Carrie Mae Weems

 Hey Teach!


I decided to do the artist Carrie Mae Weems, because her work really interested during your lecture (sorry for being on my phone) and I really liked the story she weaved with her table work. Specifically how it seemed to be about her perception of life, and of being a mature women. I like how it portrays love, not that its how I see but more so how well she explains or shows it through her writing, in fact its a dual creative work that I reallly enjoyed and it's quite cool to see somebody put it together like that. Now that I've finished speaking on my initial experience I think it's time to do a little more research and see her other works, hopefully they live up to my hype. From the little I've seen I can already tell that she is a huge activist, somebody who speaks out with her words and fights, and she seems to be very stubborn/ mature/ strong from what her art speaks.
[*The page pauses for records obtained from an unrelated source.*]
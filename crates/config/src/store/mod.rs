//! The `.env` backed configuration store.
//!
//! Responsibilities:
//! - Read an env file once, eagerly, into an immutable key/value mapping.
//! - Answer lookups by normalized key, coercing the stored text.
//! - Degrade every failure (missing file, unreadable file, malformed line) to
//!   "value absent" instead of an error on the infallible paths.
//!
//! Does NOT handle:
//! - Reading or writing the process environment.
//! - Validation or required keys. Callers supply defaults.
//! - Reloading. Build a new store to pick up file changes.
//!
//! Invariants:
//! - Keys are stored exactly as written in the file (trimmed). Only lookup
//!   keys are normalized, so `foo=bar` is not reachable through `get("foo")`;
//!   use `raw("foo")` for a literal lookup.
//! - A repeated literal key keeps the last value read.
//! - Raw values are never logged; log records carry line numbers and keys.

use serde::{Serialize, Serializer};
use std::collections::BTreeMap;
use std::convert::Infallible;
use std::fs;
use std::io::ErrorKind;
use std::path::{Path, PathBuf};
use std::str::FromStr;

use crate::constants::DEFAULT_ENV_FILE;
use crate::error::ConfigError;
use crate::key::normalize_key;
use crate::parser::{Line, parse_line};
use crate::value::Value;

/// Flat configuration loaded from an env file.
///
/// Construct it once and pass it by reference (or behind an `Arc`) to the
/// code that needs it; it is immutable and `Send + Sync`.
#[derive(Debug, Clone, Default, PartialEq)]
pub struct ConfigStore {
    entries: BTreeMap<String, String>,
    source: Option<PathBuf>,
}

impl ConfigStore {
    /// Load the env file at `path`.
    ///
    /// Never fails. A missing file gives an empty store; any other read error
    /// is logged at `warn` level and also gives an empty store.
    pub fn new(path: impl AsRef<Path>) -> Self {
        let path = path.as_ref();
        Self::load(path).unwrap_or_else(|error| {
            tracing::warn!(
                path = %path.display(),
                error = %error,
                "Failed to read env file, using empty configuration"
            );
            Self {
                entries: BTreeMap::new(),
                source: Some(path.to_path_buf()),
            }
        })
    }

    /// Load the env file at `path`, reporting read failures.
    ///
    /// A missing file is still not an error and yields an empty store.
    /// Invalid UTF-8 is replaced lossily rather than rejected.
    ///
    /// # Errors
    ///
    /// Returns `ConfigError::Io` if the file exists but cannot be read
    /// (permission denied, path is a directory, ...).
    pub fn load(path: impl AsRef<Path>) -> Result<Self, ConfigError> {
        let path = path.as_ref();
        let bytes = match fs::read(path) {
            Ok(bytes) => bytes,
            Err(e) if e.kind() == ErrorKind::NotFound => {
                tracing::debug!(path = %path.display(), "No env file found, using empty configuration");
                return Ok(Self {
                    entries: BTreeMap::new(),
                    source: Some(path.to_path_buf()),
                });
            }
            Err(e) => {
                return Err(ConfigError::Io {
                    path: path.to_path_buf(),
                    kind: e.kind(),
                });
            }
        };

        let contents = match String::from_utf8(bytes) {
            Ok(contents) => contents,
            Err(e) => {
                let position = e.utf8_error().valid_up_to();
                tracing::warn!(
                    path = %path.display(),
                    position,
                    "Env file is not valid UTF-8, replacing invalid bytes"
                );
                String::from_utf8_lossy(e.as_bytes()).into_owned()
            }
        };

        let mut store = Self::parse(&contents);
        store.source = Some(path.to_path_buf());
        tracing::debug!(
            path = %path.display(),
            entries = store.len(),
            "Loaded env file"
        );
        Ok(store)
    }

    /// Load `.env` from `dir`.
    pub fn from_dir(dir: impl AsRef<Path>) -> Self {
        Self::new(dir.as_ref().join(DEFAULT_ENV_FILE))
    }

    /// Build a store from in-memory env file text.
    pub fn parse(contents: &str) -> Self {
        let mut entries = BTreeMap::new();

        for (index, line) in contents.lines().enumerate() {
            let line_number = index + 1;
            match parse_line(line) {
                Line::Assignment { key, value } => {
                    if entries.insert(key.to_string(), value.to_string()).is_some() {
                        tracing::trace!(line = line_number, key, "Key reassigned, keeping later value");
                    }
                }
                Line::Ignored => {
                    tracing::trace!(line = line_number, "Skipping line without assignment");
                }
                Line::Blank | Line::Comment => {}
            }
        }

        Self {
            entries,
            source: None,
        }
    }

    /// Look up `key` and coerce its value.
    ///
    /// `key` is normalized first (`app.name` → `APP_NAME`). Returns `None`
    /// when the normalized key is not stored.
    pub fn get(&self, key: &str) -> Option<Value> {
        self.entries.get(&normalize_key(key)).map(|raw| Value::coerce(raw))
    }

    /// Look up `key`, falling back to `default`.
    ///
    /// The default is returned as given; it is never coerced.
    pub fn get_or(&self, key: &str, default: impl Into<Value>) -> Value {
        self.get(key).unwrap_or_else(|| default.into())
    }

    /// Look up `key` and convert the coerced value into `T`.
    ///
    /// Returns `None` if the key is absent or the value has another type.
    pub fn get_as<T>(&self, key: &str) -> Option<T>
    where
        T: TryFrom<Value>,
    {
        self.get(key).and_then(|value| T::try_from(value).ok())
    }

    /// Whether the normalized `key` is stored.
    pub fn contains(&self, key: &str) -> bool {
        self.entries.contains_key(&normalize_key(key))
    }

    /// The raw stored text for the literal (non-normalized) `key`.
    pub fn raw(&self, key: &str) -> Option<&str> {
        self.entries.get(key).map(String::as_str)
    }

    pub fn len(&self) -> usize {
        self.entries.len()
    }

    pub fn is_empty(&self) -> bool {
        self.entries.is_empty()
    }

    /// Raw entries in key order.
    pub fn iter(&self) -> impl Iterator<Item = (&str, &str)> {
        self.entries.iter().map(|(k, v)| (k.as_str(), v.as_str()))
    }

    pub fn keys(&self) -> impl Iterator<Item = &str> {
        self.entries.keys().map(String::as_str)
    }

    /// Path the store was loaded from, if it came from a file.
    pub fn source(&self) -> Option<&Path> {
        self.source.as_deref()
    }
}

impl FromStr for ConfigStore {
    type Err = Infallible;

    fn from_str(s: &str) -> Result<Self, Self::Err> {
        Ok(Self::parse(s))
    }
}

/// Serializes as a map of the raw stored entries.
impl Serialize for ConfigStore {
    fn serialize<S: Serializer>(&self, serializer: S) -> Result<S::Ok, S::Error> {
        serializer.collect_map(&self.entries)
    }
}

#[cfg(test)]
mod tests;
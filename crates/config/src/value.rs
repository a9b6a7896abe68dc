//! Coerced configuration values.
//!
//! Responsibilities:
//! - Define `Value`, the tagged union returned by store lookups.
//! - Coerce raw stored text into booleans, null, empty strings, and numbers.
//! - Convert between `Value` and plain Rust types.
//!
//! Does NOT handle:
//! - Parsing lines or stripping quotes (see `parser.rs`).
//! - Defaults. A caller's default is converted into a `Value` as-is and
//!   never passes through `Value::coerce`.
//!
//! Invariants:
//! - Coercion never fails; text that matches no rule stays a string.
//! - Numeric text with a `.` becomes `Float`; without one it becomes `Int`.

use serde::{Deserialize, Serialize};
use std::fmt;

use crate::constants::{EMPTY_LITERALS, FALSE_LITERALS, NULL_LITERALS, TRUE_LITERALS};
use crate::error::ValueError;

/// A configuration value after coercion.
///
/// Serializes as the bare JSON scalar (`true`, `42`, `1.5`, `"text"`, `null`).
#[derive(Debug, Clone, PartialEq, Serialize, Deserialize)]
#[serde(untagged)]
pub enum Value {
    Null,
    Bool(bool),
    Int(i64),
    Float(f64),
    Str(String),
}

impl Value {
    /// Coerce raw stored text.
    ///
    /// The text is trimmed, then checked case-insensitively against the
    /// reserved literals (`true`, `(false)`, `null`, `empty`, ...), then
    /// against the numeric grammar. Anything else is returned as the trimmed
    /// string.
    pub fn coerce(raw: &str) -> Self {
        let value = raw.trim();
        let lower = value.to_ascii_lowercase();
        let lower = lower.as_str();

        if TRUE_LITERALS.contains(&lower) {
            return Value::Bool(true);
        }
        if FALSE_LITERALS.contains(&lower) {
            return Value::Bool(false);
        }
        if NULL_LITERALS.contains(&lower) {
            return Value::Null;
        }
        if EMPTY_LITERALS.contains(&lower) {
            return Value::Str(String::new());
        }

        if is_numeric(value) {
            if value.contains('.') {
                if let Ok(float) = value.parse() {
                    return Value::Float(float);
                }
            } else {
                return Value::Int(parse_integer(value));
            }
        }

        Value::Str(value.to_string())
    }

    /// Short name of the variant, used in conversion errors.
    pub fn type_name(&self) -> &'static str {
        match self {
            Value::Null => "null",
            Value::Bool(_) => "bool",
            Value::Int(_) => "int",
            Value::Float(_) => "float",
            Value::Str(_) => "string",
        }
    }

    pub fn is_null(&self) -> bool {
        matches!(self, Value::Null)
    }

    pub fn as_bool(&self) -> Option<bool> {
        match self {
            Value::Bool(b) => Some(*b),
            _ => None,
        }
    }

    pub fn as_i64(&self) -> Option<i64> {
        match self {
            Value::Int(i) => Some(*i),
            _ => None,
        }
    }

    /// Floats, and integers widened to `f64`.
    pub fn as_f64(&self) -> Option<f64> {
        match self {
            Value::Float(f) => Some(*f),
            Value::Int(i) => Some(*i as f64),
            _ => None,
        }
    }

    pub fn as_str(&self) -> Option<&str> {
        match self {
            Value::Str(s) => Some(s),
            _ => None,
        }
    }

    /// Convert into a `serde_json::Value`.
    ///
    /// Non-finite floats cannot be represented in JSON and become `null`.
    pub fn to_json(&self) -> serde_json::Value {
        serde_json::to_value(self).unwrap_or(serde_json::Value::Null)
    }
}

/// Numeric-string detection.
///
/// Accepts `[+-]? (digits ("." digits*)? | "." digits) ([eE] [+-]? digits)?`.
/// Rejects words Rust's float parser would accept (`inf`, `NaN`), hex
/// literals, and embedded whitespace.
pub fn is_numeric(text: &str) -> bool {
    let bytes = text.as_bytes();
    let mut pos = 0;

    if matches!(bytes.first(), Some(b'+' | b'-')) {
        pos += 1;
    }

    let int_digits = count_digits(&bytes[pos..]);
    pos += int_digits;

    let mut frac_digits = 0;
    if bytes.get(pos) == Some(&b'.') {
        pos += 1;
        frac_digits = count_digits(&bytes[pos..]);
        pos += frac_digits;
    }

    if int_digits == 0 && frac_digits == 0 {
        return false;
    }

    if matches!(bytes.get(pos), Some(b'e' | b'E')) {
        pos += 1;
        if matches!(bytes.get(pos), Some(b'+' | b'-')) {
            pos += 1;
        }
        let exp_digits = count_digits(&bytes[pos..]);
        if exp_digits == 0 {
            return false;
        }
        pos += exp_digits;
    }

    pos == bytes.len()
}

fn count_digits(bytes: &[u8]) -> usize {
    bytes.iter().take_while(|b| b.is_ascii_digit()).count()
}

/// Integer value of numeric text without a decimal point.
///
/// Text with an exponent, or outside the `i64` range, is evaluated as a
/// float and saturated into `i64`.
fn parse_integer(text: &str) -> i64 {
    text.parse::<i64>()
        .unwrap_or_else(|_| text.parse::<f64>().map_or(0, |float| float as i64))
}

impl fmt::Display for Value {
    fn fmt(&self, f: &mut fmt::Formatter<'_>) -> fmt::Result {
        match self {
            Value::Null => write!(f, "null"),
            Value::Bool(b) => write!(f, "{b}"),
            Value::Int(i) => write!(f, "{i}"),
            Value::Float(x) => write!(f, "{x}"),
            Value::Str(s) => write!(f, "{s}"),
        }
    }
}

impl From<bool> for Value {
    fn from(value: bool) -> Self {
        Value::Bool(value)
    }
}

impl From<i64> for Value {
    fn from(value: i64) -> Self {
        Value::Int(value)
    }
}

impl From<i32> for Value {
    fn from(value: i32) -> Self {
        Value::Int(i64::from(value))
    }
}

impl From<u16> for Value {
    fn from(value: u16) -> Self {
        Value::Int(i64::from(value))
    }
}

impl From<f64> for Value {
    fn from(value: f64) -> Self {
        Value::Float(value)
    }
}

impl From<&str> for Value {
    fn from(value: &str) -> Self {
        Value::Str(value.to_string())
    }
}

impl From<String> for Value {
    fn from(value: String) -> Self {
        Value::Str(value)
    }
}

impl<T: Into<Value>> From<Option<T>> for Value {
    fn from(value: Option<T>) -> Self {
        value.map_or(Value::Null, Into::into)
    }
}

impl TryFrom<Value> for bool {
    type Error = ValueError;

    fn try_from(value: Value) -> Result<Self, Self::Error> {
        value.as_bool().ok_or(ValueError::TypeMismatch {
            expected: "bool",
            found: value.type_name(),
        })
    }
}

impl TryFrom<Value> for i64 {
    type Error = ValueError;

    fn try_from(value: Value) -> Result<Self, Self::Error> {
        value.as_i64().ok_or(ValueError::TypeMismatch {
            expected: "int",
            found: value.type_name(),
        })
    }
}

impl TryFrom<Value> for f64 {
    type Error = ValueError;

    fn try_from(value: Value) -> Result<Self, Self::Error> {
        value.as_f64().ok_or(ValueError::TypeMismatch {
            expected: "float",
            found: value.type_name(),
        })
    }
}

impl TryFrom<Value> for String {
    type Error = ValueError;

    fn try_from(value: Value) -> Result<Self, Self::Error> {
        match value {
            Value::Str(s) => Ok(s),
            other => Err(ValueError::TypeMismatch {
                expected: "string",
                found: other.type_name(),
            }),
        }
    }
}

#[cfg(test)]
mod tests {
    use super::*;

    #[test]
    fn test_reserved_booleans_case_insensitive() {
        for raw in ["true", "TRUE", "True", "(true)", "(TRUE)"] {
            assert_eq!(Value::coerce(raw), Value::Bool(true), "input: {raw}");
        }
        for raw in ["false", "FALSE", "(false)", "(False)"] {
            assert_eq!(Value::coerce(raw), Value::Bool(false), "input: {raw}");
        }
    }

    #[test]
    fn test_reserved_null_and_empty() {
        assert_eq!(Value::coerce("null"), Value::Null);
        assert_eq!(Value::coerce("(NULL)"), Value::Null);
        assert_eq!(Value::coerce("empty"), Value::Str(String::new()));
        assert_eq!(Value::coerce("(Empty)"), Value::Str(String::new()));
    }

    #[test]
    fn test_reserved_words_need_exact_match() {
        assert_eq!(Value::coerce("yes"), Value::Str("yes".into()));
        assert_eq!(Value::coerce("(true"), Value::Str("(true".into()));
        assert_eq!(Value::coerce("truee"), Value::Str("truee".into()));
        assert_eq!(Value::coerce("1"), Value::Int(1));
    }

    #[test]
    fn test_coerce_trims_before_matching() {
        assert_eq!(Value::coerce("  true "), Value::Bool(true));
        assert_eq!(Value::coerce(" 42 "), Value::Int(42));
        assert_eq!(Value::coerce("  padded  "), Value::Str("padded".into()));
    }

    #[test]
    fn test_integers() {
        assert_eq!(Value::coerce("0"), Value::Int(0));
        assert_eq!(Value::coerce("-17"), Value::Int(-17));
        assert_eq!(Value::coerce("+8"), Value::Int(8));
        assert_eq!(Value::coerce("007"), Value::Int(7));
    }

    #[test]
    fn test_floats() {
        assert_eq!(Value::coerce("1.5"), Value::Float(1.5));
        assert_eq!(Value::coerce("-0.25"), Value::Float(-0.25));
        assert_eq!(Value::coerce(".5"), Value::Float(0.5));
        assert_eq!(Value::coerce("5."), Value::Float(5.0));
        assert_eq!(Value::coerce("1.5e3"), Value::Float(1500.0));
    }

    #[test]
    fn test_exponent_without_point_is_integer() {
        assert_eq!(Value::coerce("1e3"), Value::Int(1000));
        assert_eq!(Value::coerce("2E-1"), Value::Int(0));
    }

    #[test]
    fn test_integer_overflow_saturates() {
        assert_eq!(Value::coerce("99999999999999999999"), Value::Int(i64::MAX));
        assert_eq!(Value::coerce("-99999999999999999999"), Value::Int(i64::MIN));
    }

    #[test]
    fn test_non_numeric_strings() {
        for raw in ["inf", "NaN", "infinity", "0x1A", "1 000", "1.2.3", "e5", "1e", "-", ".", "12abc"] {
            assert!(!is_numeric(raw), "should not be numeric: {raw}");
            assert_eq!(Value::coerce(raw), Value::Str(raw.to_string()));
        }
    }

    #[test]
    fn test_is_numeric_accepts_grammar() {
        for raw in ["1", "-1", "+1", "1.", ".1", "1.0", "1e10", "1E+10", "1.5e-3", "-.5"] {
            assert!(is_numeric(raw), "should be numeric: {raw}");
        }
        assert!(!is_numeric(""));
    }

    #[test]
    fn test_type_conversions() {
        assert_eq!(bool::try_from(Value::Bool(true)), Ok(true));
        assert_eq!(i64::try_from(Value::Int(3)), Ok(3));
        assert_eq!(f64::try_from(Value::Int(3)), Ok(3.0));
        assert_eq!(String::try_from(Value::from("x")), Ok("x".to_string()));
        assert_eq!(
            i64::try_from(Value::Str("3".into())),
            Err(ValueError::TypeMismatch {
                expected: "int",
                found: "string",
            })
        );
        assert!(bool::try_from(Value::Null).is_err());
    }

    #[test]
    fn test_from_option() {
        assert_eq!(Value::from(None::<i64>), Value::Null);
        assert_eq!(Value::from(Some("x")), Value::Str("x".into()));
    }

    #[test]
    fn test_display_matches_file_form() {
        assert_eq!(Value::Bool(false).to_string(), "false");
        assert_eq!(Value::Int(-4).to_string(), "-4");
        assert_eq!(Value::Float(1.5).to_string(), "1.5");
        assert_eq!(Value::Null.to_string(), "null");
        assert_eq!(Value::from("hi there").to_string(), "hi there");
    }

    #[test]
    fn test_serializes_as_plain_json_scalar() {
        assert_eq!(Value::Int(5).to_json(), serde_json::json!(5));
        assert_eq!(Value::Float(2.5).to_json(), serde_json::json!(2.5));
        assert_eq!(Value::Null.to_json(), serde_json::Value::Null);
        assert_eq!(Value::from("a").to_json(), serde_json::json!("a"));

        let parsed: Value = serde_json::from_str("true").unwrap();
        assert_eq!(parsed, Value::Bool(true));
        let parsed: Value = serde_json::from_str("7").unwrap();
        assert_eq!(parsed, Value::Int(7));
    }
}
I quite like the range of work she has though, especially how incredibly pretty but also dystopian she made the slave coast line look, something so disgusting looks so innocent, but I don't know if you can really blame the architecture. Regardless the whiplash of the context and the photo is very striking and I quite like it

 
Aforementioned photo.

As I dive into more of her works I see a lot of absolutely STUNNING landscape type images, I mean she was really genuinely talented, and absolutely technically skilled too. These are genuinely some of the best works I've seen, full of human emotion, passion, skill, love, and exploration. She has so many different environments and there's a very beautiful and clear progression of skill and experimentation as her works get older (younger?) newer I think? Whatever the later works would be called. I especially like her Sea Islands pictures.

Sea Island Photo

To specifically look at self portraits would be to harp on about the table which I sort of already did, but to avoid that I guess what she really seems great at capturing (to go more general and show why she inspired me) is the raw human life/ messiness that she puts into her works, you can see the hurt. She portrays the loneliness but strength of her character in the series with losing her daughters father but also the pleasure of good company, as well as the stress anger and spacing out. Specifically in the photo below which follows nice with the story that she didn't really want children, I like it because to me the stillness of her contrasted with the motion feels almost like she feels out of place, or stuck in the past, or perhaps even lost. It's really quite beautiful and if you don't read the descriptions it still can be interpreted, which is amazing. I also love the fact that the photos loop around back to the start, showing the cycle, which may or may not be intentional, but with her background I would believe it.